Jessica C. Morton, known as Morton-Sensei to her students, lived in Japan for more than three years as a student, teacher and professional. Morton-Sensei attended Doshisha University in Kyoto for one academic year while living with a host family. Upon graduating from Whitman College (Walla Walla, WA), she returned to Japan as an English teacher and worked for an English conversation school in Takamatsu, Shikoku.
In Seattle, she interned at the National Bureau of Asian Research while attending University of Washington for graduate school. Morton-Sensei ultimately received her Masters degree in Japan studies from the University of Michigan, Ann Arbor. At UM she taught Buddhism and served as a Research Assistant/Translator for the Center for Japanese Studies. After obtaining her Masters degree, Morton-Sensei served as translator, interpreter and cultural liaison for Sumitomo Electric Wiring Systems, a Japanese corporation in the automotive field, and worked as a Japanese interpreter for the University of Michigan Hospital Systems.
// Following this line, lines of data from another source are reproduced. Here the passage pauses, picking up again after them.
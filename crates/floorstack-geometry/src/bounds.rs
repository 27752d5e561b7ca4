// This Source Code Form is subject to the terms of the Mozilla Public
// License, v. 2.0. If a copy of the MPL was not distributed with this
// file, You can obtain one at https://mozilla.org/MPL/2.0/.

//! Plan bounds, centering and camera framing

use crate::config::{MIN_HORIZONTAL_EXTENT, MIN_TOTAL_HEIGHT};
use crate::{LayoutConfig, Point3};
use floorstack_model::{Floor, Point2D, WallSegment};

/// Closest the orbit camera may get to its target
pub const MIN_CAMERA_RADIUS: f64 = 2.0;

/// Axis-aligned box in plan space
#[derive(Clone, Copy, Debug, PartialEq)]
pub struct PlanBounds {
    pub min_x: f64,
    pub min_y: f64,
    pub max_x: f64,
    pub max_y: f64,
}

impl PlanBounds {
    /// Zero box at the origin, used when there is nothing to frame
    pub fn empty() -> Self {
        Self {
            min_x: 0.0,
            min_y: 0.0,
            max_x: 0.0,
            max_y: 0.0,
        }
    }

    pub fn from_points<'a>(points: impl IntoIterator<Item = &'a Point2D>) -> Self {
        Self::from_scaled(points.into_iter().map(|p| (p.x, p.y)))
    }

    /// Bounds of every renderable zone, each scaled by its floor's plan scale
    pub fn from_floors(floors: &[Floor]) -> Self {
        Self::from_scaled(floors.iter().flat_map(|floor| {
            floor.renderable_zones().flat_map(move |zone| {
                zone.polygon
                    .points
                    .iter()
                    .map(move |p| (p.x * floor.plan_scale, p.y * floor.plan_scale))
            })
        }))
    }

    pub fn from_walls(walls: &[WallSegment]) -> Self {
        Self::from_points(walls.iter().flat_map(|w| [&w.start, &w.end]))
    }

    fn from_scaled(points: impl Iterator<Item = (f64, f64)>) -> Self {
        let mut bounds: Option<Self> = None;
        for (x, y) in points {
            let b = bounds.get_or_insert(Self {
                min_x: x,
                min_y: y,
                max_x: x,
                max_y: y,
            });
            b.min_x = b.min_x.min(x);
            b.min_y = b.min_y.min(y);
            b.max_x = b.max_x.max(x);
            b.max_y = b.max_y.max(y);
        }
        bounds.unwrap_or_else(Self::empty)
    }

    pub fn width(&self) -> f64 {
        self.max_x - self.min_x
    }

    pub fn height(&self) -> f64 {
        self.max_y - self.min_y
    }

    pub fn center(&self) -> (f64, f64) {
        (
            (self.min_x + self.max_x) / 2.0,
            (self.min_y + self.max_y) / 2.0,
        )
    }
}

impl Default for PlanBounds {
    fn default() -> Self {
        Self::empty()
    }
}

/// Orbit camera limits
#[derive(Clone, Copy, Debug, PartialEq)]
pub struct CameraFrame {
    pub target: Point3<f64>,
    pub min_radius: f64,
    pub max_radius: f64,
    pub initial_distance: f64,
}

/// Everything the renderer needs to place and frame one layout pass
#[derive(Clone, Copy, Debug, PartialEq)]
pub struct SceneFrame {
    pub bounds: PlanBounds,
    /// World (x, z) translation that centers the building on the origin
    pub center_offset: [f64; 2],
    pub max_horizontal_extent: f64,
    pub total_height: f64,
    pub camera: CameraFrame,
}

impl SceneFrame {
    /// Frame a plan box and building height
    pub fn compute(bounds: PlanBounds, total_height: f64, config: &LayoutConfig) -> Self {
        let (cx, cy) = bounds.center();
        let center_offset = [-cx * config.global_scale, -cy * config.global_scale];

        let max_horizontal_extent = (bounds.width().max(bounds.height()) * config.global_scale)
            .max(MIN_HORIZONTAL_EXTENT);

        let total_height = if total_height > 0.0 {
            total_height
        } else {
            MIN_TOTAL_HEIGHT
        };

        let camera = CameraFrame {
            target: Point3::new(0.0, total_height / 2.0, 0.0),
            min_radius: MIN_CAMERA_RADIUS,
            max_radius: 4.0 * max_horizontal_extent,
            initial_distance: 1.5 * max_horizontal_extent.max(total_height),
        };

        Self {
            bounds,
            center_offset,
            max_horizontal_extent,
            total_height,
            camera,
        }
    }

    /// Frame a model given its resolved stack height
    pub fn for_building(floors: &[Floor], total_height: f64, config: &LayoutConfig) -> Self {
        Self::compute(PlanBounds::from_floors(floors), total_height, config)
    }

    /// Frame wall-segment input, one storey of `config.wall_height`
    pub fn for_walls(walls: &[WallSegment], config: &LayoutConfig) -> Self {
        let height = if walls.is_empty() {
            MIN_TOTAL_HEIGHT
        } else {
            config.wall_height
        };
        Self::compute(PlanBounds::from_walls(walls), height, config)
    }

    /// Frame for an empty scene
    pub fn empty(config: &LayoutConfig) -> Self {
        Self::compute(PlanBounds::empty(), MIN_TOTAL_HEIGHT, config)
    }
}

/// Shorthand for [`SceneFrame::compute`]
pub fn frame(bounds: PlanBounds, total_height: f64, config: &LayoutConfig) -> SceneFrame {
    SceneFrame::compute(bounds, total_height, config)
}

#[cfg(test)]
mod tests {
    use super::*;
    use approx::assert_relative_eq;
    use floorstack_model::{Polygon, Zone};

    #[test]
    fn test_empty_input_uses_fallbacks() {
        let bounds = PlanBounds::from_floors(&[]);
        assert_eq!(bounds, PlanBounds::empty());
        assert_eq!(PlanBounds::from_walls(&[]), PlanBounds::empty());

        let frame = SceneFrame::empty(&LayoutConfig::default());
        assert_relative_eq!(frame.max_horizontal_extent, MIN_HORIZONTAL_EXTENT);
        assert_relative_eq!(frame.total_height, MIN_TOTAL_HEIGHT);
        assert_eq!(frame.center_offset, [0.0, 0.0]);
        assert_relative_eq!(frame.camera.target.y, 1.5);
        assert_relative_eq!(frame.camera.max_radius, 80.0);
        assert_relative_eq!(frame.camera.initial_distance, 30.0);
    }

    #[test]
    fn test_floor_bounds_use_plan_scale() {
        let mut floor = Floor::new("f0", "Ground", 0.0, 2.8)
            .with_zone(Zone::new("a", "A", Polygon::rectangle(10.0, 20.0, 100.0, 50.0)));
        floor.plan_scale = 2.0;
        let bounds = PlanBounds::from_floors(&[floor]);
        assert_relative_eq!(bounds.min_x, 20.0);
        assert_relative_eq!(bounds.min_y, 40.0);
        assert_relative_eq!(bounds.max_x, 220.0);
        assert_relative_eq!(bounds.max_y, 140.0);
    }

    #[test]
    fn test_degenerate_zones_do_not_widen_bounds() {
        let floor = Floor::new("f0", "Ground", 0.0, 2.8)
            .with_zone(Zone::new("a", "A", Polygon::rectangle(0.0, 0.0, 10.0, 10.0)))
            .with_zone(Zone::new(
                "line",
                "Line",
                Polygon::new(vec![Point2D::new(0.0, 0.0), Point2D::new(5000.0, 0.0)]),
            ));
        let bounds = PlanBounds::from_floors(&[floor]);
        assert_relative_eq!(bounds.max_x, 10.0);
    }

    #[test]
    fn test_large_building_frame() {
        let bounds = PlanBounds {
            min_x: 0.0,
            min_y: 0.0,
            max_x: 1000.0,
            max_y: 400.0,
        };
        let frame = SceneFrame::compute(bounds, 12.0, &LayoutConfig::default());
        assert_relative_eq!(frame.center_offset[0], -25.0);
        assert_relative_eq!(frame.center_offset[1], -10.0);
        assert_relative_eq!(frame.max_horizontal_extent, 50.0);
        assert_relative_eq!(frame.camera.target.y, 6.0);
        assert_relative_eq!(frame.camera.min_radius, MIN_CAMERA_RADIUS);
        assert_relative_eq!(frame.camera.max_radius, 200.0);
        assert_relative_eq!(frame.camera.initial_distance, 75.0);
    }

    #[test]
    fn test_tall_building_distance_follows_height() {
        let frame = frame(PlanBounds::empty(), 60.0, &LayoutConfig::default());
        assert_relative_eq!(frame.camera.initial_distance, 90.0);
    }

    #[test]
    fn test_wall_bounds() {
        let walls = [
            WallSegment::new(Point2D::new(0.0, 0.0), Point2D::new(200.0, 0.0)),
            WallSegment::new(Point2D::new(200.0, 0.0), Point2D::new(200.0, 100.0)),
        ];
        let frame = SceneFrame::for_walls(&walls, &LayoutConfig::default());
        assert_relative_eq!(frame.center_offset[0], -5.0);
        assert_relative_eq!(frame.center_offset[1], -2.5);
        assert_relative_eq!(frame.total_height, 2.8);
    }
}
// This Source Code Form is subject to the terms of the Mozilla Public
// License, v. 2.0. If a copy of the MPL was not distributed with this
// file, You can obtain one at https://mozilla.org/MPL/2.0/.

//! Renderer-facing mesh buffers

use serde::{Deserialize, Serialize};

/// Triangle mesh ready for the display layer
///
/// Attributes are flattened: three floats per position and normal, two per
/// UV. World space is Y-up.
#[derive(Clone, Debug, Default, PartialEq, Serialize, Deserialize)]
pub struct MeshBuffer {
    /// Vertex positions as flattened [x, y, z, x, y, z, ...]
    pub positions: Vec<f32>,
    /// Vertex normals as flattened [nx, ny, nz, ...]
    pub normals: Vec<f32>,
    /// Texture coordinates as flattened [u, v, u, v, ...]
    pub uvs: Vec<f32>,
    /// Triangle indices
    pub indices: Vec<u32>,
}

impl MeshBuffer {
    /// Create a new empty mesh
    pub fn new() -> Self {
        Self::default()
    }

    /// Create mesh with pre-allocated capacity
    pub fn with_capacity(vertex_count: usize, index_count: usize) -> Self {
        Self {
            positions: Vec::with_capacity(vertex_count * 3),
            normals: Vec::with_capacity(vertex_count * 3),
            uvs: Vec::with_capacity(vertex_count * 2),
            indices: Vec::with_capacity(index_count),
        }
    }

    /// Check if mesh is empty
    pub fn is_empty(&self) -> bool {
        self.positions.is_empty()
    }

    /// Get vertex count
    pub fn vertex_count(&self) -> usize {
        self.positions.len() / 3
    }

    /// Get triangle count
    pub fn triangle_count(&self) -> usize {
        self.indices.len() / 3
    }

    /// Position of vertex `i`
    pub fn position(&self, i: usize) -> [f32; 3] {
        let idx = i * 3;
        [
            self.positions[idx],
            self.positions[idx + 1],
            self.positions[idx + 2],
        ]
    }

    /// Normal of vertex `i`
    pub fn normal(&self, i: usize) -> [f32; 3] {
        let idx = i * 3;
        [self.normals[idx], self.normals[idx + 1], self.normals[idx + 2]]
    }

    /// Iterate triangles as index triples
    pub fn triangles(&self) -> impl Iterator<Item = [u32; 3]> + '_ {
        self.indices.chunks_exact(3).map(|t| [t[0], t[1], t[2]])
    }

    /// Axis-aligned bounds as (min, max), `None` for an empty mesh
    pub fn bounds(&self) -> Option<([f32; 3], [f32; 3])> {
        if self.is_empty() {
            return None;
        }
        let mut min = [f32::INFINITY; 3];
        let mut max = [f32::NEG_INFINITY; 3];
        for p in self.positions.chunks_exact(3) {
            for axis in 0..3 {
                min[axis] = min[axis].min(p[axis]);
                max[axis] = max[axis].max(p[axis]);
            }
        }
        Some((min, max))
    }
}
While she enjoyed translating, her passion was to teach, so she starting teaching Japanese at Steppingstone, a K-8th grade private school for the gifted, as well as a local community college in Michigan.
A native to Kent, Morton-Sensei decided to return to the Pacific Northwest to teach Japanese in her hometown. She is an active member of the Washington Association of Japanese Teachers, and is on the Board of the Eastside Nihon Matsuri Association as well as co-chair of the Auburn-Kent-Tamba Sister City Association. In her free time, Morton-Sensei teaches Autistic children formal Japanese, volunteers on her sorority’s alumni board and plays and coaches volleyball and tennis.